神经干细胞定向分化的质粒及其构建方法和用途与流程

本发明涉及一种细胞定向分化的方法，尤其涉及一种调控神经干细胞定向分化的方法，利用重组sirna下调吡哆醛激酶表达，促使神经干细胞定向分化。

背景技术

中枢神经系统疾病一直困扰人们日常生活的重要疾病。随着人们的寿命不断升高，中老年人群中患有神经退行性疾病，如阿兹海默症、帕金森病的病人日益增多，已经成为很严重的社会问题。中风和脊髓损伤等各种中枢神经系统损伤也对人们的健康造成重要的危害。目前对这些中枢神经系统疾病的药物和手术治疗都无法取得令人满意的效果。神经干细胞的移植修复技术为这类疾病治疗提供了切实可行的手段。

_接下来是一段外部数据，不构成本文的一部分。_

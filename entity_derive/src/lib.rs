//! Procedural macros for procedure-backed entities
//!
//! This crate provides the `Entity` derive, which generates the entity's
//! restriction table, its capability implementations and its contract.

use proc_macro::TokenStream;
use syn::{parse_macro_input, DeriveInput};

mod generation;
mod parsing;

use generation::{generate_capability_impls, generate_entity_impl};
use parsing::{parse_entity_attributes, parse_field_attributes};

/// Derive macro for the Entity trait and its capabilities
///
/// Restrictions are inferred from field types (`Option<T>` is nullable) and
/// can be adjusted with `#[restrict(..)]`. Each verb attribute lists the
/// procedure parameters in binding order.
///
/// ```rust,ignore
/// use dbable::prelude::*;
///
/// #[derive(Debug, Clone, Default, Serialize, Deserialize, Entity)]
/// #[entity(database = "blog", extra = "post_extra")]
/// #[load(id)]
/// #[create(title, body)]
/// #[save(id, title, body)]
/// #[delete(id)]
/// #[scrollable(after, limit, cursor = id)]
/// pub struct Post {
///     pub id: Option<i64>,
///     pub title: String,
///     #[restrict(default = "")]
///     pub body: String,
/// }
///
/// fn post_extra() -> Restrictions {
///     Restrictions::new()
///         .field("after", Restriction::int().with_default(0))
///         .field("limit", Restriction::int().with_default(20))
/// }
/// ```
#[proc_macro_derive(
    Entity,
    attributes(entity, load, create, save, delete, paginated, scrollable, restrict)
)]
pub fn derive_entity(input: TokenStream) -> TokenStream {
    let input = parse_macro_input!(input as DeriveInput);

    let name = &input.ident;

    // Parse entity and verb attributes - handle errors properly
    let entity_info = match parse_entity_attributes(name, &input.attrs) {
        Ok(info) => info,
        Err(e) => return e.to_compile_error().into(),
    };

    // Parse field attributes - handle errors properly
    let field_info = match parse_field_attributes(&input.data) {
        Ok(info) => info,
        Err(e) => return e.to_compile_error().into(),
    };

    let entity_impl = generate_entity_impl(name, &entity_info, &field_info);

    let capability_impls = match generate_capability_impls(name, &entity_info, &field_info) {
        Ok(impls) => impls,
        Err(e) => return e.to_compile_error().into(),
    };

    let expanded = quote::quote! {
        #entity_impl
        #capability_impls
    };

    TokenStream::from(expanded)
}
//! Stored procedure execution contract
//!
//! The core never talks to a database directly. Every verb builds a
//! `ProcedureCall` and hands it to a `ProcedureExecutor`, which returns the
//! produced result sets with JSON columns already decoded.

use crate::errors::ProcedureError;
use async_trait::async_trait;
use serde_json::Value;

pub use type_mapping::Row;

/// One stored procedure invocation
#[derive(Debug, Clone, PartialEq)]
pub struct ProcedureCall {
    pub database: String,
    pub procedure: String,
    /// Arguments in binding order
    pub args: Vec<(String, Value)>,
    /// Discard the attempted write when execution fails
    pub rollback: bool,
}

impl ProcedureCall {
    pub fn new(database: &str, procedure: String, args: Vec<(String, Value)>) -> Self {
        Self {
            database: database.to_string(),
            procedure,
            args,
            rollback: false,
        }
    }

    pub fn with_rollback(mut self, rollback: bool) -> Self {
        self.rollback = rollback;
        self
    }

    pub fn arg(&self, name: &str) -> Option<&Value> {
        self.args.iter().find(|(k, _)| k == name).map(|(_, v)| v)
    }
}

/// A single result set: its column description and rows
#[derive(Debug, Clone, Default, PartialEq)]
pub struct ResultSet {
    pub columns: Vec<String>,
    pub rows: Vec<Row>,
}

impl ResultSet {
    pub fn new(columns: Vec<String>, rows: Vec<Row>) -> Self {
        Self { columns, rows }
    }

    /// Build a result set whose column description is taken from the first row
    pub fn from_rows(rows: Vec<Row>) -> Self {
        let columns = rows
            .first()
            .map(|row| row.keys().cloned().collect())
            .unwrap_or_default();
        Self { columns, rows }
    }
}

/// Ordered result sets produced by one call, with a cursor over them
#[derive(Debug, Clone, Default, PartialEq)]
pub struct ResultSets {
    sets: Vec<ResultSet>,
    position: usize,
}

impl ResultSets {
    pub fn new(sets: Vec<ResultSet>) -> Self {
        Self { sets, position: 0 }
    }

    pub fn empty() -> Self {
        Self::default()
    }

    /// Rows of the current result set
    pub fn data(&self) -> &[Row] {
        self.sets
            .get(self.position)
            .map(|set| set.rows.as_slice())
            .unwrap_or(&[])
    }

    /// Advance to the next result set.
    ///
    /// Returns `true` when a next set exists and carries a non-empty column
    /// description.
    pub fn next_set(&mut self) -> bool {
        if self.position < self.sets.len() {
            self.position += 1;
        }
        self.sets
            .get(self.position)
            .is_some_and(|set| !set.columns.is_empty())
    }

    pub fn get(&self, index: usize) -> Option<&ResultSet> {
        self.sets.get(index)
    }

    pub fn len(&self) -> usize {
        self.sets.len()
    }

    pub fn is_empty(&self) -> bool {
        self.sets.is_empty()
    }

    pub fn into_sets(self) -> Vec<ResultSet> {
        self.sets
    }
}

/// The database collaborator used by every procedure store
#[async_trait]
pub trait ProcedureExecutor: Send + Sync {
    /// Execute the call and return all of its result sets.
    ///
    /// Implementations must commit unless `call.rollback` is set and the
    /// execution failed, and must release every acquired resource before
    /// returning.
    async fn execute(&self, call: &ProcedureCall) -> Result<ResultSets, ProcedureError>;

    /// Check that the database is reachable
    async fn health_check(&self) -> Result<(), ProcedureError> {
        Ok(())
    }
}

#[cfg(test)]
mod tests {
    use super::*;
    use serde_json::json;

    fn row(value: Value) -> Row {
        match value {
            Value::Object(map) => map,
            _ => panic!("row must be an object"),
        }
    }

    #[test]
    fn test_result_set_cursor() {
        let mut sets = ResultSets::new(vec![
            ResultSet::from_rows(vec![row(json!({"id": 1})), row(json!({"id": 2}))]),
            ResultSet::from_rows(vec![row(json!({"page": 1, "page_size": 10, "total": 2}))]),
        ]);

        assert_eq!(sets.data().len(), 2);
        assert!(sets.next_set());
        assert_eq!(sets.data()[0]["total"], json!(2));
        assert!(!sets.next_set());
        assert!(sets.data().is_empty());
        assert!(!sets.next_set());
    }

    #[test]
    fn test_next_set_ignores_sets_without_columns() {
        let mut sets = ResultSets::new(vec![
            ResultSet::from_rows(vec![row(json!({"id": 1}))]),
            ResultSet::default(),
        ]);
        assert!(!sets.next_set());
    }

    #[test]
    fn test_call_arguments() {
        let call = ProcedureCall::new("testing", "A_load".to_string(), vec![("id".into(), json!(2))])
            .with_rollback(true);
        assert_eq!(call.arg("id"), Some(&json!(2)));
        assert_eq!(call.arg("x"), None);
        assert!(call.rollback);
    }
}
//! Traits for procedure-backed entities
//!
//! This module contains the traits that define an entity, its capabilities
//! and the database collaborator executing stored procedures.

pub mod capabilities;
pub mod entity;
pub mod executor;

pub use capabilities::{Creatable, Deletable, Listable, Loadable, Paginated, Savable, Scrollable};
pub use entity::Entity;
pub use executor::{ProcedureCall, ProcedureExecutor, ResultSet, ResultSets, Row};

神经干细胞具有自我更新和定向分化的能力，能在植入部位产生分化并产生具有局部特异性的神经细胞，也来越多的证据表明进行有效的细胞移植是修复中枢神经系统损伤的重要治疗方法。神经干细胞不仅可以分化为神经元，也可以分化为星形胶质细胞修复神经元缺失而且可以修复损伤的星形胶质细胞，修复受损的髓鞘等。星形神经胶质细胞具有营养支持神经元的生长，能够选择性去除神经元细胞的突触，积极修复神经回路。神经元在星形胶质细胞帮助下，不断微调和重塑大脑的神经回路，可以帮助我们学习、回忆和运动等。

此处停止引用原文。